═════ RECORD EXTRACTS

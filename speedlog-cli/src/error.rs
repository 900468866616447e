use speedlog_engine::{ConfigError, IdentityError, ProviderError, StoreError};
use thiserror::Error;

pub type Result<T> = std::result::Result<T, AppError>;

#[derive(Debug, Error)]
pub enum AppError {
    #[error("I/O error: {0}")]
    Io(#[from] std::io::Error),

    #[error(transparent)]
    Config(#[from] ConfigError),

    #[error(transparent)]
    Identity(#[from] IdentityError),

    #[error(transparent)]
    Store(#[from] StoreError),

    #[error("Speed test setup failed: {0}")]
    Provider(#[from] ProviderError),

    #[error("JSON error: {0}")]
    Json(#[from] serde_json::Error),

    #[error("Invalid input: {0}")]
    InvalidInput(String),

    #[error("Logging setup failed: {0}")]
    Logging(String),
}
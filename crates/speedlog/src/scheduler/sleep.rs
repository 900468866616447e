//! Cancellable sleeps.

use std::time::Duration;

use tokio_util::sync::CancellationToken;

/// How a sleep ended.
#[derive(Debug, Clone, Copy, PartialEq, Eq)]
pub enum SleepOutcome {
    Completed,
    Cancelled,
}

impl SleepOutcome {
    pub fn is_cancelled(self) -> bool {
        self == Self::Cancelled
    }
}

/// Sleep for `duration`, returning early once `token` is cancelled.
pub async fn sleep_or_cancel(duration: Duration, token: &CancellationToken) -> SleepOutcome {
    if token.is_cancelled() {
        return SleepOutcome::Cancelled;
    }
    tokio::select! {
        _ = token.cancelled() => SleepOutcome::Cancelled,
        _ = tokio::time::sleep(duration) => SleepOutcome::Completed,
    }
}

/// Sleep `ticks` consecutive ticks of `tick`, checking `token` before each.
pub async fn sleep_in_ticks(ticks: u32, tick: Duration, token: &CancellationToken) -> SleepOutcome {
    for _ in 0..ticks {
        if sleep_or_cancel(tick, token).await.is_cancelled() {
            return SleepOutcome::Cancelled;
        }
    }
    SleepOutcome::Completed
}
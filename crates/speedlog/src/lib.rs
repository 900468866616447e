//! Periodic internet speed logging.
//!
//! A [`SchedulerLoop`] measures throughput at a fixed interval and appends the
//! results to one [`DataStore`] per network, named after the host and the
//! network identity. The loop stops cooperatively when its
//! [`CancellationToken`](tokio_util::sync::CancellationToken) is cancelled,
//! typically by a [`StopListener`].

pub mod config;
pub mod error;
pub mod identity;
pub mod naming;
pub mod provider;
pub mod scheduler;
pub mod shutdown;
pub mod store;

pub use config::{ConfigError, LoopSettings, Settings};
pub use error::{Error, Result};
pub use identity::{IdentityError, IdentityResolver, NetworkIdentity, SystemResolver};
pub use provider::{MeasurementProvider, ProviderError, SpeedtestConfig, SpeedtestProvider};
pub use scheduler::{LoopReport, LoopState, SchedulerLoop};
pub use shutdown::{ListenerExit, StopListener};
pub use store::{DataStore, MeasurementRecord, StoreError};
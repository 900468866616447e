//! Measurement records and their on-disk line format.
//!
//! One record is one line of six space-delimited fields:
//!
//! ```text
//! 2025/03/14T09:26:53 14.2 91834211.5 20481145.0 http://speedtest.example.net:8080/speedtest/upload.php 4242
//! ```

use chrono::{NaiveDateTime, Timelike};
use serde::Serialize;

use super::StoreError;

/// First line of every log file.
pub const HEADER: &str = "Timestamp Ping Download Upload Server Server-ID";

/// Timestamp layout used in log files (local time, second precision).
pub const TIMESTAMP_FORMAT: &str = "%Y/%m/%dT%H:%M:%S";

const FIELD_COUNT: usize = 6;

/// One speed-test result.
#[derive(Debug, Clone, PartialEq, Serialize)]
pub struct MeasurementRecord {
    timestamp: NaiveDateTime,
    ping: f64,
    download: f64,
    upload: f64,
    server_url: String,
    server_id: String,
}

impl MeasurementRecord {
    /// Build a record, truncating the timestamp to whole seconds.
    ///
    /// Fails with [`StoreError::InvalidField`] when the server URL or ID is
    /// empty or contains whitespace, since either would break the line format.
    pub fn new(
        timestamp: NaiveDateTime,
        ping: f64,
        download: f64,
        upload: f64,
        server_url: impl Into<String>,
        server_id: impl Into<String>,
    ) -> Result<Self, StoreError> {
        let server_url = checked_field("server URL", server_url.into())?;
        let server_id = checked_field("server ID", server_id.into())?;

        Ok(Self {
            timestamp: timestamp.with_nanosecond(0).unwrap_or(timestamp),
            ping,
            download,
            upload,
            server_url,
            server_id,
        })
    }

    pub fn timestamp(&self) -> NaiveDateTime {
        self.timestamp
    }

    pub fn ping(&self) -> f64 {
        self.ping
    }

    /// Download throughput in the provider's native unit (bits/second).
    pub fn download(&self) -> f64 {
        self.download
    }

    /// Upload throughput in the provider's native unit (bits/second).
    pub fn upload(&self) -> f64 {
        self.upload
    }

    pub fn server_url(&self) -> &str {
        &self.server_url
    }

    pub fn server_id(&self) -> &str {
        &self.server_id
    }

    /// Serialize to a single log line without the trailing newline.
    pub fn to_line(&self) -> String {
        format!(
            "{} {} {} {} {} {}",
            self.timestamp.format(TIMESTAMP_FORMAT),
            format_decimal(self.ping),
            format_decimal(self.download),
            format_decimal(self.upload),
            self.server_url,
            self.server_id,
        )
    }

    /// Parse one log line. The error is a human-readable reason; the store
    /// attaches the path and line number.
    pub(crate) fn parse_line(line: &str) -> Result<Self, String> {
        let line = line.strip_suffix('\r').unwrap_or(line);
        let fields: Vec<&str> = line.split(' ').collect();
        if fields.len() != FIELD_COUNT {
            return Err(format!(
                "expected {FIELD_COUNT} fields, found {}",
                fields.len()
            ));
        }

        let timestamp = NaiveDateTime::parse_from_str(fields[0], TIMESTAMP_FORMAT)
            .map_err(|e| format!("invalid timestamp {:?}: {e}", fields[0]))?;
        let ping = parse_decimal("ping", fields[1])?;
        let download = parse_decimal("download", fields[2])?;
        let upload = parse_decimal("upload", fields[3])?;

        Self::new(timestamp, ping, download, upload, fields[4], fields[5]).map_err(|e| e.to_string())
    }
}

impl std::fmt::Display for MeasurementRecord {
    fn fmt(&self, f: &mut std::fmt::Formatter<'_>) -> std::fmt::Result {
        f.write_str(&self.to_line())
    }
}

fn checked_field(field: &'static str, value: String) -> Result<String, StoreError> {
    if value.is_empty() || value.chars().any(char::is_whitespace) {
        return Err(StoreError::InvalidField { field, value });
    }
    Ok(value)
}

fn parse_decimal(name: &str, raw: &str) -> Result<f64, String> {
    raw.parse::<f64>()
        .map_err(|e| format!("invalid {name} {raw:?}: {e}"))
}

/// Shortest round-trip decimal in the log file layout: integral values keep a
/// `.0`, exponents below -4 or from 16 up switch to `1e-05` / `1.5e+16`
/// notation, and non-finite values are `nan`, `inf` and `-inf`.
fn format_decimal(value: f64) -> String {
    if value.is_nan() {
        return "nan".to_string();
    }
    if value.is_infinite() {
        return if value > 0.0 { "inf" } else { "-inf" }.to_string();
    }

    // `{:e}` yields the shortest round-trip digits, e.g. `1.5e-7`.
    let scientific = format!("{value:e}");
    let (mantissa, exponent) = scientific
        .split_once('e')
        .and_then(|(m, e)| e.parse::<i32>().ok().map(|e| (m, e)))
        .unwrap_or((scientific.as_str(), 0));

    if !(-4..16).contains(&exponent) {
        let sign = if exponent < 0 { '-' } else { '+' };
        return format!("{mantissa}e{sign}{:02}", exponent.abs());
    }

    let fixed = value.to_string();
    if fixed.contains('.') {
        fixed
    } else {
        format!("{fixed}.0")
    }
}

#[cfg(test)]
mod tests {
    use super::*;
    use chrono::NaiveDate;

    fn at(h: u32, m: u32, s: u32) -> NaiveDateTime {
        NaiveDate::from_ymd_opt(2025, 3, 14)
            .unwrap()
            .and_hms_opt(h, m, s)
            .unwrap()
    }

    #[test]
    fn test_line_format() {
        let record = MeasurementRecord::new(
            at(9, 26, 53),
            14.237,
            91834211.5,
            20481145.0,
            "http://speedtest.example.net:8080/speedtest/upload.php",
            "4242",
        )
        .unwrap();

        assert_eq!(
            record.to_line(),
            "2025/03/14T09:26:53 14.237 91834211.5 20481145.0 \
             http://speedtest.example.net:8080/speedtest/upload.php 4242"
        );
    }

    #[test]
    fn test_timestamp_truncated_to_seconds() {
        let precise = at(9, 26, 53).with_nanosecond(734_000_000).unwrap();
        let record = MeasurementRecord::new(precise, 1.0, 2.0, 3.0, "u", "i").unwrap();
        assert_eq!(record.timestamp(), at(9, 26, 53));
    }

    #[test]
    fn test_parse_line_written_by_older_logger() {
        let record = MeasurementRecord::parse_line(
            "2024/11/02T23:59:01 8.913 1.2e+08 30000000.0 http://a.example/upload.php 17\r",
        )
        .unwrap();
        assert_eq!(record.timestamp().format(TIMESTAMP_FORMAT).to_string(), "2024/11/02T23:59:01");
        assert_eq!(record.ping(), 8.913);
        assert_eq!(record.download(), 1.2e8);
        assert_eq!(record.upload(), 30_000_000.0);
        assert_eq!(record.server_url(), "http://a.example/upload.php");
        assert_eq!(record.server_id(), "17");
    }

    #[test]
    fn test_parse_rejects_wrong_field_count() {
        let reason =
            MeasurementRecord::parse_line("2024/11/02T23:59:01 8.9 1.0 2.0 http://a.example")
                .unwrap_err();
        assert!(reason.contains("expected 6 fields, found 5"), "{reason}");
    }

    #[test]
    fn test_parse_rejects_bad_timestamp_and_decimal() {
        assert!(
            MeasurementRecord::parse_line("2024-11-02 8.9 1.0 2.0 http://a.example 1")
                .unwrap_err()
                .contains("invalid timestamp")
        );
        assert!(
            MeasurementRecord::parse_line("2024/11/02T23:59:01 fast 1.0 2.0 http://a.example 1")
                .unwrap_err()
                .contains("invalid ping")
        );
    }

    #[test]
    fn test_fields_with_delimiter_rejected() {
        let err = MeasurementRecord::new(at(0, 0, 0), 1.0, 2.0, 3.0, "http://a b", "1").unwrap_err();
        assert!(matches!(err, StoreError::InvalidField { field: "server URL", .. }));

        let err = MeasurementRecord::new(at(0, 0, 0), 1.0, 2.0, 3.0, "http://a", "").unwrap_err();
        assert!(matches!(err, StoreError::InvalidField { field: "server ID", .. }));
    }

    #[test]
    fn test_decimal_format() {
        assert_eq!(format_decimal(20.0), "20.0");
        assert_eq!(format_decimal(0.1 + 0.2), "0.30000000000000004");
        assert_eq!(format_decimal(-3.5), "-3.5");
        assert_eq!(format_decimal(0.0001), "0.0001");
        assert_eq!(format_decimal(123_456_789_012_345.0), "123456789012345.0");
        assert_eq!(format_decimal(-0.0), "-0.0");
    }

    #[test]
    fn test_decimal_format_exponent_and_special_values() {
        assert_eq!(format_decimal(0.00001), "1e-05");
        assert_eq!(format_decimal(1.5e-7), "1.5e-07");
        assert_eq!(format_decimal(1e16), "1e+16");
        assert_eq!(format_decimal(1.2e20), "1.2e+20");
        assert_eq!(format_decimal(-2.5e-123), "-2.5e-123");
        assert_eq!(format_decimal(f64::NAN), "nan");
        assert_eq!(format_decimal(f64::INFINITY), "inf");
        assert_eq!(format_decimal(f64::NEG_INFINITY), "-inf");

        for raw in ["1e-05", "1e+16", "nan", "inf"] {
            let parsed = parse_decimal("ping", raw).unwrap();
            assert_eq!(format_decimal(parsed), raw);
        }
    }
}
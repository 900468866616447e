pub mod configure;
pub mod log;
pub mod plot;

══════════

Please copy out each line of the material that holds the string "ticks".

/// Sleep `ticks` consecutive ticks of `tick`, checking `token` before each.
pub async fn sleep_in_ticks(ticks: u32, tick: Duration, token: &CancellationToken) -> SleepOutcome {
    for _ in 0..ticks {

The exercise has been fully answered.